Kevin Drum noted how far down the rabbit hole we’ve traveled from the original claims in Trump’s tweet.

  1. Obama became some part of the executive branch.
  2. Wiretap became surveillance of some kind.
  3. Trump Tower became Trump.
  4. Trump became anyone associated with Trump.
  5. Surveillance became criminal investigation of Trump campaign team. Oops. Wrong turn. Let’s ditch that one.
  6. Second try: surveillance became routine monitoring of foreign officials that happened to include Trump officials on the other end.
  7. Routine monitoring became unmasking of Trump officials.

Even though we’re now in territory that has zero resemblance to Trump’s claims, the president and his supporters take these stories as validation that he has been right all along.

All of that provides the perfect backdrop to this explanation from Carlos Maza about why comedians do a better job of covering Trump than a lot of journalists and political commentators.

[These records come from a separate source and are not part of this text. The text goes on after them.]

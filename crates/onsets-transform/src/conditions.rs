//! Condition-list resolution.

use onsets_model::DesignTable;

/// Determine the condition labels to emit for every run.
///
/// An explicit non-empty list is used verbatim, in the given order — this is
/// how a design keeps a consistent schema across runs even when a condition
/// has no trials in some of them. Otherwise the table's distinct condition
/// values are used, in first-appearance order.
#[must_use]
pub fn resolve_conditions(table: &DesignTable, explicit: &[String]) -> Vec<String> {
    if !explicit.is_empty() {
        return explicit.to_vec();
    }
    table.observed_conditions()
}

#[cfg(test)]
mod tests {
    use super::*;
    use onsets_model::Trial;

    fn table_with(conditions: &[&str]) -> DesignTable {
        DesignTable {
            trials: conditions
                .iter()
                .enumerate()
                .map(|(idx, label)| Trial {
                    run: 1,
                    onset: Some(idx as f64),
                    duration: Some(0.0),
                    condition: (*label).to_string(),
                    values: Vec::new(),
                    filename: "design.csv".to_string(),
                })
                .collect(),
            modulators: Vec::new(),
        }
    }

    #[test]
    fn explicit_list_wins_verbatim() {
        let table = table_with(&["b", "a"]);
        let explicit = vec!["a".to_string(), "missing".to_string()];
        assert_eq!(resolve_conditions(&table, &explicit), explicit);
    }

    #[test]
    fn discovery_uses_first_appearance_order() {
        let table = table_with(&["zebra", "apple", "zebra", "mango"]);
        assert_eq!(
            resolve_conditions(&table, &[]),
            vec!["zebra".to_string(), "apple".to_string(), "mango".to_string()]
        );
    }
}
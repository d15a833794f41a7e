use std::path::Path;

use csv::ReaderBuilder;

use crate::error::{LoadError, Result};

/// A raw delimited-text table: normalized headers plus string cells.
#[derive(Debug, Clone)]
pub struct CsvTable {
    pub headers: Vec<String>,
    pub rows: Vec<Vec<String>>,
}

fn normalize_header(raw: &str) -> String {
    let trimmed = raw.trim().trim_matches('\u{feff}');
    let mut parts = trimmed.split_whitespace();
    let mut normalized = String::new();
    if let Some(first) = parts.next() {
        normalized.push_str(first);
        for part in parts {
            normalized.push(' ');
            normalized.push_str(part);
        }
    }
    normalized
}

fn normalize_cell(raw: &str) -> String {
    raw.trim().trim_matches('\u{feff}').to_string()
}

/// Read a delimited file with a header row.
///
/// Headers and cells are trimmed (including a UTF-8 BOM on the first
/// header); fully empty rows are skipped; short rows are padded with empty
/// cells so every row has one cell per header.
pub fn read_csv_table(path: &Path) -> Result<CsvTable> {
    let mut reader = ReaderBuilder::new()
        .has_headers(false)
        .flexible(true)
        .from_path(path)
        .map_err(|source| LoadError::Read {
            path: path.to_path_buf(),
            source,
        })?;

    let mut raw_rows: Vec<Vec<String>> = Vec::new();
    for record in reader.records() {
        let record = record.map_err(|source| LoadError::Read {
            path: path.to_path_buf(),
            source,
        })?;
        let row: Vec<String> = record.iter().map(normalize_cell).collect();
        if row.iter().all(|value| value.is_empty()) {
            continue;
        }
        raw_rows.push(row);
    }

    if raw_rows.is_empty() {
        return Err(LoadError::EmptyInput {
            path: path.to_path_buf(),
        });
    }

    let headers: Vec<String> = raw_rows[0].iter().map(|value| normalize_header(value)).collect();
    let mut rows = Vec::with_capacity(raw_rows.len() - 1);
    for record in raw_rows.iter().skip(1) {
        let mut row = Vec::with_capacity(headers.len());
        for idx in 0..headers.len() {
            row.push(record.get(idx).cloned().unwrap_or_default());
        }
        rows.push(row);
    }
    Ok(CsvTable { headers, rows })
}
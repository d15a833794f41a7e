use std::path::PathBuf;

use onsets_ingest::{load_design, write_design_csv};
use onsets_model::LoadOptions;
use tempfile::TempDir;

fn write_files(files: &[(&str, &str)]) -> (TempDir, Vec<PathBuf>) {
    let dir = tempfile::tempdir().expect("tempdir");
    let mut paths = Vec::new();
    for (name, contents) in files {
        let path = dir.path().join(name);
        std::fs::write(&path, contents).expect("write fixture");
        paths.push(path);
    }
    (dir, paths)
}

#[test]
fn loads_mapped_fsl_style_onsets_across_files() {
    let (_dir, paths) = write_files(&[
        (
            "block1.txt",
            "StimOnset,TrialType,RT\n0.5,face,420\n2.5,house,515\n",
        ),
        (
            "block2.txt",
            "StimOnset,TrialType,RT\n1.0,face,388\n3.0,house,\n",
        ),
    ]);

    let mut options = LoadOptions::default();
    options.columns.onset = Some("StimOnset".to_string());
    options.columns.condition = Some("TrialType".to_string());
    options.columns.modulators = vec!["RT".to_string()];

    let table = load_design(&paths, &options).expect("load");
    assert_eq!(table.trials.len(), 4);
    assert_eq!(table.modulators, vec!["RT".to_string()]);

    // Run numbers come from file order when no run column is mapped.
    let runs: Vec<u32> = table.trials.iter().map(|t| t.run).collect();
    assert_eq!(runs, vec![1, 1, 2, 2]);

    // No duration column: defaulted to zero everywhere.
    assert!(table.trials.iter().all(|t| t.duration == Some(0.0)));

    // Provenance survives concatenation.
    assert!(table.trials[0].filename.ends_with("block1.txt"));
    assert!(table.trials[3].filename.ends_with("block2.txt"));
}

#[test]
fn design_csv_roundtrips_through_canonical_columns() {
    let (_dir, paths) = write_files(&[(
        "design.csv",
        "run,onset,duration,condition,value\n1,1.0,0.5,face,1\n1,3.0,0.5,house,2\n2,2.0,0.5,face,3\n",
    )]);
    let table = load_design(&paths, &LoadOptions::default()).expect("load");

    let out_dir = tempfile::tempdir().expect("tempdir");
    let out = out_dir.path().join("long.csv");
    write_design_csv(&table, &out).expect("export");

    // The exported long format is itself loadable with default options.
    let round = load_design(&[out], &LoadOptions::default()).expect("reload");
    assert_eq!(round.trials.len(), 3);
    assert_eq!(round.trials[2].run, 2);
    assert_eq!(round.trials[1].condition, "house");
    assert_eq!(round.trials[1].duration, Some(0.5));
}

Sophia McClennen points out that the media feels the need to take Trump’s claims seriously in order to be taken seriously. When it comes to his allegations about wiretapping, Maza says “they spent hours fixating on whether there might be evidence at some point down the road maybe that shows Trump wasn’t just making it up.” In other words, they are taking bulls*t way too seriously.

If you remember, Trump’s pattern is to lie, distract and blame when he feels challenged. That’s exactly what he did with these allegations. The media’s fixation on them — even as they keep pointing out there is no evidence to back them up — plays right into Trump’s hands.

But beyond playing into Trump’s hands, that kind of coverage “rots our brains” and makes us “less likely to think that we can figure out the truth,” which is the whole point of this kind of propaganda.

Maza goes on to explain why comedians have become our truth-tellers. Primarily it is because satire trains our brains to be skeptical…to ask questions and think critically at a moment when the bulls*t is flying fast and loose.

Journalists don’t need to become satirists in order to tell us the truth. They just need to notice the bulls*t and not take it seriously.